### [What to work on]
Search the data for the string "impl" and gather each line it is in.

### [Data for review]

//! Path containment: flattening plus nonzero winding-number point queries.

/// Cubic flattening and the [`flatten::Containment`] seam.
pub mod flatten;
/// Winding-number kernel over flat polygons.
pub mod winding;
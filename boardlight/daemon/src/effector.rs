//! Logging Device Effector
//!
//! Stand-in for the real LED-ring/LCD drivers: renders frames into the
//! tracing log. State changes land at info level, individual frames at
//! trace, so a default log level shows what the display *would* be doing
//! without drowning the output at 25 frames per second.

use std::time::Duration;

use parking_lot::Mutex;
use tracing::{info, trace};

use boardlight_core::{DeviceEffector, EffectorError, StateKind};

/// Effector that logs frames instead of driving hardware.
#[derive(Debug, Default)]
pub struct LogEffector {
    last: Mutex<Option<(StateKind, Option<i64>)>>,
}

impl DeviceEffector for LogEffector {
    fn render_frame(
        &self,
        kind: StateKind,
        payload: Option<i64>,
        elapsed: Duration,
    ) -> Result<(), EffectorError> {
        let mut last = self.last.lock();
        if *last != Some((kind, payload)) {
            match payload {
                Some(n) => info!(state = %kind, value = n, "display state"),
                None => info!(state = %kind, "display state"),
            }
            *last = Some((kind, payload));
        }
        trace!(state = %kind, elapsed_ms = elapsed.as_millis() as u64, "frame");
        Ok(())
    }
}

--

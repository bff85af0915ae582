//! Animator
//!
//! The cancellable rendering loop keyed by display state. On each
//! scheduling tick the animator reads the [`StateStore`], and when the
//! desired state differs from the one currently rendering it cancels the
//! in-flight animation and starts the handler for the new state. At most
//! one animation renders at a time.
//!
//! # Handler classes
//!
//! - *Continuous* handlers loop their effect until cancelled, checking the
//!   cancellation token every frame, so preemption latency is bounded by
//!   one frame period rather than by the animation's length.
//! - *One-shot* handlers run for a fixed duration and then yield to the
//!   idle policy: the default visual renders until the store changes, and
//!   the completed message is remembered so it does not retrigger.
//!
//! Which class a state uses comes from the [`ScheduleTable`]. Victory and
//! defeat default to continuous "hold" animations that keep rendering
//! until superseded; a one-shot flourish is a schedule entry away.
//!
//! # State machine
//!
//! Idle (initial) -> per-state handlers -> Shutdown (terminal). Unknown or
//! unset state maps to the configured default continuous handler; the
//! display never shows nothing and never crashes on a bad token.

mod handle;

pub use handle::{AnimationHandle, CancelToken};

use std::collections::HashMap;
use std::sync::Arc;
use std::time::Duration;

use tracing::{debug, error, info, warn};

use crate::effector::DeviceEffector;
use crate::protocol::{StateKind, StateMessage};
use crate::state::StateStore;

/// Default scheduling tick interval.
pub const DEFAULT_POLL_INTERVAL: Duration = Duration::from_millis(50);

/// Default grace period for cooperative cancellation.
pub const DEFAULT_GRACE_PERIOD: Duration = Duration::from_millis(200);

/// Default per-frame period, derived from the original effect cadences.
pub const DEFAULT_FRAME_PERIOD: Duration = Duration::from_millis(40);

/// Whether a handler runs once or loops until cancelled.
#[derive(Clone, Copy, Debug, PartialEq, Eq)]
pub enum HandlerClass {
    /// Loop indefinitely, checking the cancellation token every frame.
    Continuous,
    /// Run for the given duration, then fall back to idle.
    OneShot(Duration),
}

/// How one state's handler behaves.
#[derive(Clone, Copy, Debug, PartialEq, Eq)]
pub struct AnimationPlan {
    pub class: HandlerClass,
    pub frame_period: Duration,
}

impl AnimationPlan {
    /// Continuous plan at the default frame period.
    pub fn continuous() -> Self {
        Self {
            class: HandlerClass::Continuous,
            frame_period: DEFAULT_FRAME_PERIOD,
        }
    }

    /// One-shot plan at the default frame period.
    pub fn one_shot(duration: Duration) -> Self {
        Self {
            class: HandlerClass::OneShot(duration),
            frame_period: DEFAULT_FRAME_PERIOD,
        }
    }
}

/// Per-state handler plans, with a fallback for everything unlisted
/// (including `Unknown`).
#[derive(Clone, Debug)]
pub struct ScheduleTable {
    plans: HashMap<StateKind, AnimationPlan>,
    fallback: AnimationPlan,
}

### [Task result]
impl DeviceEffector for LogEffector {
impl AnimationPlan {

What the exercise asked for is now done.